• Exercise:
Looking at the records below, count how many lines contain the string "RawProgressEvent". Give that number alone.

• Data provided:
#[async_trait]
impl MediaBackend for YtDlpBackend {
    fn name(&self) -> &'static str {
        "yt-dlp"
    }

    async fn list_flat(&self, url: &str) -> Result<FlatListing> {
        let args = self.listing_args(url);
        tracing::debug!(program = %self.config.ytdlp_path.display(), ?args, "listing");

        let output =
            run_output_with_timeout(&self.config.ytdlp_path, &args, self.config.listing_timeout_secs)
                .await?;

        if !output.status.success() {
            let stderr = String::from_utf8_lossy(&output.stderr);
            return Err(DownloadError::Extraction(stderr.trim().to_string()));
        }

        Self::parse_listing(&output.stdout)
    }

    async fn fetch(
        &self,
        source_ref: &str,
        options: &FetchOptions,
        on_progress: &mut (dyn FnMut(RawProgressEvent) -> Result<()> + Send),
    ) -> Result<()> {
        let args = self.fetch_args(source_ref, options);
        tracing::debug!(program = %self.config.ytdlp_path.display(), ?args, "starting yt-dlp");

        let mut child = tool_command(&self.config.ytdlp_path)
            .args(&args)
            .stdin(Stdio::null())
            .stdout(Stdio::piped())
            .stderr(Stdio::piped())
            .kill_on_drop(true)
            .spawn()
            .map_err(|e| spawn_error(&self.config.ytdlp_path, e))?;

        let stdout = child
            .stdout
            .take()
            .ok_or_else(|| DownloadError::Parse("Failed to capture stdout".to_string()))?;
        let mut stderr = child
            .stderr
            .take()
            .ok_or_else(|| DownloadError::Parse("Failed to capture stderr".to_string()))?;

        let stderr_task = tokio::spawn(async move {
            let mut buf = Vec::new();
            let _ = stderr.read_to_end(&mut buf).await;
            String::from_utf8_lossy(&buf).into_owned()
        });

        // file names in a non-UTF-8 locale must not end the fetch
        let mut reader = BufReader::new(stdout);
        let mut buf = Vec::new();
        loop {
            buf.clear();
            if reader.read_until(b'\n', &mut buf).await? == 0 {
                break;
            }
            let line = String::from_utf8_lossy(&buf);
            let Some(event) = parse_output_line(&line) else {
                continue;
            };
            if let Err(e) = on_progress(event) {
                tracing::debug!(error = %e, "progress callback aborted fetch, killing yt-dlp");
                kill_process_group(&mut child).await;
                stderr_task.abort();
                return Err(e);
            }
        }

        let status = child.wait().await?;
        let stderr_output = stderr_task.await.unwrap_or_default();

        if !status.success() {
            tracing::debug!(code = ?status.code(), stderr = %stderr_output.trim(), "yt-dlp failed");
            return Err(DownloadError::Fetch(FetchFailure::from(stderr_output)));
        }

        on_progress(RawProgressEvent::with_status(RawStatus::PostProcessed))
    }
}
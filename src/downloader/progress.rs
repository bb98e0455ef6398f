// Progress aggregation - raw backend callbacks to normalized snapshots

use super::cancel::CancellationController;
use super::errors::Result;
use super::models::{Phase, ProgressSnapshot, RawProgressEvent, RawStatus};

/// Which unit a callback belongs to. Built fresh for each unit so nothing
/// from a previous iteration leaks into the next one's callback.
#[derive(Debug, Clone, Copy, PartialEq, Eq)]
pub struct UnitContext {
    pub unit_index: usize,
    pub total_units: usize,
}

impl UnitContext {
    pub fn new(unit_index: usize, total_units: usize) -> Self {
        Self {
            unit_index,
            total_units,
        }
    }

    /// "[2/5]" style counter, 1-based
    pub fn counter(&self) -> String {
        format!("[{}/{}]", self.unit_index + 1, self.total_units)
    }
}

pub struct ProgressAggregator;

impl ProgressAggregator {
    /// Normalize one raw event.
    ///
    /// This is where a stop takes effect during an active fetch: once the
    /// flag is set every event returns `StopRequested`, which the backend
    /// must propagate out of its fetch call.
    pub fn normalize(
        event: &RawProgressEvent,
        ctx: UnitContext,
        cancel: &CancellationController,
    ) -> Result<ProgressSnapshot> {
        cancel.checkpoint()?;

        let (phase, fraction_complete) = match event.status {
            RawStatus::Downloading => (Phase::Downloading, Self::fraction(event)),
            RawStatus::Finished | RawStatus::PostProcessing => (Phase::PostProcessing, 1.0),
            RawStatus::PostProcessed => (Phase::Finished, 1.0),
        };

        Ok(ProgressSnapshot {
            unit_index: ctx.unit_index,
            phase,
            fraction_complete,
            bytes_per_second: event.speed,
        })
    }

    fn fraction(event: &RawProgressEvent) -> f64 {
        match event.total_bytes.or(event.total_bytes_estimate) {
            Some(total) if total > 0 => {
                (event.downloaded_bytes as f64 / total as f64).clamp(0.0, 1.0)
            }
            _ => 0.0,
        }
    }
}

/// Format bytes into human readable size
pub fn format_file_size(size_bytes: f64) -> String {
    let mut size = size_bytes;
    for unit in ["B", "KB", "MB", "GB"] {
        if size < 1024.0 {
            return format!("{:.1} {}", size, unit);
        }
        size /= 1024.0;
    }
    format!("{:.1} TB", size)
}
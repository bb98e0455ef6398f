// FormatSelector - maps a media kind + quality label to a format constraint
//
// Labels are the ones offered to the user:
// - Video: 2160p (4K) down to 144p, selected by maximum height
// - Audio: 320kbps down to 128kbps, selected by maximum bitrate
//
// Only the leading numeric token matters ("1080p (Full HD)" -> 1080).

use serde::{Deserialize, Serialize};

use super::errors::{DownloadError, Result};
use super::models::{FormatConstraint, MediaKind};

/// Heights offered for video downloads, best first
pub const VIDEO_HEIGHTS: [u32; 8] = [2160, 1440, 1080, 720, 480, 360, 240, 144];

/// Bitrates offered for audio downloads, best first
pub const AUDIO_BITRATES: [u32; 4] = [320, 256, 192, 128];

/// Quality option for UI display
#[derive(Debug, Clone, PartialEq, Eq, Serialize, Deserialize)]
pub struct QualityOption {
    /// Display label (e.g., "1080p (Full HD)")
    pub label: String,

    /// Numeric value the label selects (height or kbps)
    pub value: u32,

    /// Whether this is preselected for the media kind
    pub is_default: bool,
}

pub struct FormatSelector;

impl FormatSelector {
    /// Build the constraint for a user choice.
    ///
    /// Fails with `InvalidQuality` when the label does not parse or names a
    /// value not offered for `kind`.
    pub fn select(kind: MediaKind, quality_label: &str) -> Result<FormatConstraint> {
        let invalid = || DownloadError::InvalidQuality {
            kind,
            label: quality_label.to_string(),
        };

        let value = Self::parse_label(kind, quality_label).ok_or_else(invalid)?;

        match kind {
            MediaKind::Video if VIDEO_HEIGHTS.contains(&value) => Ok(FormatConstraint::video(value)),
            MediaKind::Audio if AUDIO_BITRATES.contains(&value) => Ok(FormatConstraint::audio(value)),
            _ => Err(invalid()),
        }
    }

    /// Leading numeric token of the label, with the unit suffix for `kind`
    /// allowed ("720p", "192kbps", "192").
    fn parse_label(kind: MediaKind, label: &str) -> Option<u32> {
        let token = label.split_whitespace().next()?;
        let digits_end = token
            .find(|c: char| !c.is_ascii_digit())
            .unwrap_or(token.len());
        if digits_end == 0 {
            return None;
        }

        let (digits, suffix) = token.split_at(digits_end);
        let suffix_ok = match kind {
            MediaKind::Video => suffix.is_empty() || suffix.eq_ignore_ascii_case("p"),
            MediaKind::Audio => {
                suffix.is_empty() || suffix.eq_ignore_ascii_case("kbps") || suffix.eq_ignore_ascii_case("k")
            }
        };
        if !suffix_ok {
            return None;
        }

        digits.parse().ok()
    }

    /// Labels offered for a media kind, best first
    pub fn quality_options(kind: MediaKind) -> Vec<QualityOption> {
        match kind {
            MediaKind::Video => VIDEO_HEIGHTS
                .iter()
                .map(|&h| QualityOption {
                    label: match h {
                        2160 => "2160p (4K)".to_string(),
                        1440 => "1440p (2K)".to_string(),
                        1080 => "1080p (Full HD)".to_string(),
                        720 => "720p (HD)".to_string(),
                        _ => format!("{}p", h),
                    },
                    value: h,
                    is_default: h == 1080,
                })
                .collect(),
            MediaKind::Audio => AUDIO_BITRATES
                .iter()
                .map(|&kbps| QualityOption {
                    label: match kbps {
                        320 => "320kbps (High)".to_string(),
                        256 => "256kbps (Good)".to_string(),
                        192 => "192kbps (Medium)".to_string(),
                        _ => "128kbps (Low)".to_string(),
                    },
                    value: kbps,
                    is_default: kbps == 320,
                })
                .collect(),
        }
    }

    /// Label preselected for a media kind
    pub fn default_label(kind: MediaKind) -> &'static str {
        match kind {
            MediaKind::Video => "1080p",
            MediaKind::Audio => "320kbps",
        }
    }

    /// Get format spec for yt-dlp from a constraint
    pub fn get_format_spec(constraint: &FormatConstraint) -> String {
        match (constraint.video_max_height_px, constraint.audio_max_bitrate_kbps) {
            (Some(h), _) => format!(
                "bestvideo[height<={h}]+bestaudio/best[height<={h}]/bestvideo+bestaudio/best"
            ),
            (None, Some(kbps)) => format!("bestaudio[abr<={kbps}]/bestaudio/best"),
            (None, None) => "bestvideo+bestaudio/best".to_string(),
        }
    }
}
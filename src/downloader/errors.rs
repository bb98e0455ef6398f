// Error types for the download engine and its backends

use thiserror::Error;

use super::models::MediaKind;

/// Result alias used across the downloader module
pub type Result<T> = std::result::Result<T, DownloadError>;

#[derive(Debug, Error)]
pub enum DownloadError {
    /// Submitted URL was empty after trimming
    #[error("URL must not be empty")]
    EmptyUrl,

    /// Quality label is not one of the labels offered for the media kind
    #[error("invalid {kind} quality: {label:?}")]
    InvalidQuality { kind: MediaKind, label: String },

    /// Another run is still active on this engine
    #[error("a download run is already in progress")]
    RunAlreadyInProgress,

    /// Flat listing of the URL failed
    #[error("extraction error: {0}")]
    Extraction(String),

    /// Fetching a single unit failed
    #[error("fetch error: {0}")]
    Fetch(FetchFailure),

    /// Stop was requested while a fetch was active
    #[error("download stopped by user")]
    StopRequested,

    /// yt-dlp (or a helper binary) could not be started
    #[error("tool not found: {0}")]
    ToolNotFound(String),

    /// Backend produced output we could not understand
    #[error("parse error: {0}")]
    Parse(String),

    #[error("I/O error: {0}")]
    Io(#[from] std::io::Error),
}

impl DownloadError {
    /// True for the cooperative-cancellation signal
    pub fn is_stop_requested(&self) -> bool {
        matches!(self, Self::StopRequested)
    }
}

/// Why a single fetch failed, classified from backend output
#[derive(Debug, Clone, PartialEq, Eq, Error)]
pub enum FetchFailure {
    /// Network timeout while talking to the site
    #[error("network timeout")]
    NetworkTimeout,

    /// Site refused the request (429, bot detection, 403)
    #[error("blocked by the remote site")]
    Blocked,

    /// Item is private, removed, or otherwise unavailable
    #[error("media unavailable: {0}")]
    Unavailable(String),

    /// The backend has no extractor for this URL
    #[error("unsupported URL: {0}")]
    UnsupportedUrl(String),

    #[error("{0}")]
    Other(String),
}

// Classify raw backend stderr into a failure kind
impl From<String> for FetchFailure {
    fn from(s: String) -> Self {
        let lower = s.to_lowercase();

        if lower.contains("timed out") || lower.contains("timeout") {
            return Self::NetworkTimeout;
        }

        if lower.contains("429")
            || lower.contains("403")
            || lower.contains("sign in to confirm")
            || lower.contains("blocked")
        {
            return Self::Blocked;
        }

        if lower.contains("unsupported url") {
            return Self::UnsupportedUrl(last_error_line(&s));
        }

        if lower.contains("video unavailable")
            || lower.contains("private video")
            || lower.contains("has been removed")
            || lower.contains("not available")
        {
            return Self::Unavailable(last_error_line(&s));
        }

        Self::Other(last_error_line(&s))
    }
}

impl From<&str> for FetchFailure {
    fn from(s: &str) -> Self {
        Self::from(s.to_string())
    }
}

/// yt-dlp prints warnings before the real error; keep the last ERROR line
fn last_error_line(s: &str) -> String {
    let trimmed = s.trim();
    trimmed
        .lines()
        .rev()
        .find(|line| line.starts_with("ERROR:"))
        .or_else(|| trimmed.lines().rev().find(|line| !line.trim().is_empty()))
        .map(|line| line.trim_start_matches("ERROR:").trim().to_string())
        .unwrap_or_else(|| "unknown error".to_string())
}
// Downloader backends

pub mod ytdlp;

pub use ytdlp::YtDlpBackend;
//! Error types for conversion and the typed bridge.

use thiserror::Error;

/// Result type alias for yamlconv operations.
pub type Result<T> = std::result::Result<T, Error>;

/// Errors that can occur while converting between YAML and JSON or while
/// bridging typed records through the conversion.
///
/// The first failing stage aborts the whole call; lower-layer errors pass
/// through unchanged except at the typed-bridge boundary, where they are
/// wrapped in [`Error::Unmarshal`].
#[derive(Debug, Error)]
pub enum Error {
    /// YAML decoding failed (syntax error or duplicate mapping key).
    #[error(transparent)]
    Yaml(#[from] yamlconv_tree::Error),

    /// JSON encoding or decoding failed. For typed decodes this carries the
    /// field/type detail (and position) reported by the JSON decoder.
    #[error(transparent)]
    Json(#[from] serde_json::Error),

    /// YAML rendering failed.
    #[error(transparent)]
    YamlEmit(#[from] serde_yaml::Error),

    /// A mapping key is a sequence or a mapping and has no string form.
    #[error("unsupported mapping key at line {line}")]
    KeyNotScalar { line: usize },

    /// A float value has no JSON representation.
    #[error("non-finite float value at line {line} cannot be represented in JSON")]
    NonFiniteFloat { line: usize },

    /// The document contains a field the target record does not declare.
    /// Only produced when strict unknown-field checking was requested.
    #[error("unknown field {path:?}")]
    UnknownField { path: String },

    /// A typed unmarshal failed; wraps the underlying error.
    #[error("yaml: unmarshal errors:\n  {source}")]
    Unmarshal { source: Box<Error> },
}

impl Error {
    /// Wrap an error produced while unmarshalling a typed record.
    pub(crate) fn unmarshal(source: Error) -> Self {
        Error::Unmarshal {
            source: Box::new(source),
        }
    }
}
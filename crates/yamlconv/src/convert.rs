//! Bidirectional YAML/JSON text conversion.

use tracing::trace;

use crate::normalize::normalize;
use crate::Result;

/// Convert YAML text to compact JSON text.
///
/// Decoding is strict: two keys at the same mapping level that normalize to
/// the same object key abort the conversion with a duplicate-key error that
/// names the key and the line of its first occurrence. Non-string mapping
/// keys (integers, floats, booleans, null) are rendered to their canonical
/// string spellings, so `1e+36: a` and
/// `1000000000000000000000000000000000000: a` both produce the object key
/// `"1e+36"`.
///
/// # Example
///
/// ```rust
/// let json = yamlconv::yaml_to_json("t: a\n").unwrap();
/// assert_eq!(json, r#"{"t":"a"}"#);
/// ```
///
/// # Errors
///
/// Returns an error if the YAML is malformed, contains duplicate keys, or
/// holds a value the JSON model cannot represent. No output is produced on
/// error.
pub fn yaml_to_json(yaml: &str) -> Result<String> {
    trace!(bytes = yaml.len(), "converting YAML to JSON");
    let tree = yamlconv_tree::parse_strict(yaml)?;
    let value = normalize(&tree)?;
    Ok(serde_json::to_string(&value)?)
}

/// Convert JSON text to canonical YAML text.
///
/// The rendering is canonical regardless of how a document was originally
/// spelled: block style for mappings and sequences, insertion-order keys,
/// `null` rendered as the literal `null` token (never blank), and scalars
/// quoted whenever their plain spelling would be read back as another type
/// (a key of `"1"` does not come back as an integer).
///
/// # Example
///
/// ```rust
/// let yaml = yamlconv::json_to_yaml(r#"{"t":null}"#).unwrap();
/// assert_eq!(yaml, "t: null\n");
/// ```
///
/// # Errors
///
/// Returns an error if the input is not valid JSON.
pub fn json_to_yaml(json: &str) -> Result<String> {
    trace!(bytes = json.len(), "converting JSON to YAML");
    let value: serde_json::Value = serde_json::from_str(json)?;
    Ok(serde_yaml::to_string(&value)?)
}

• Answer below:
5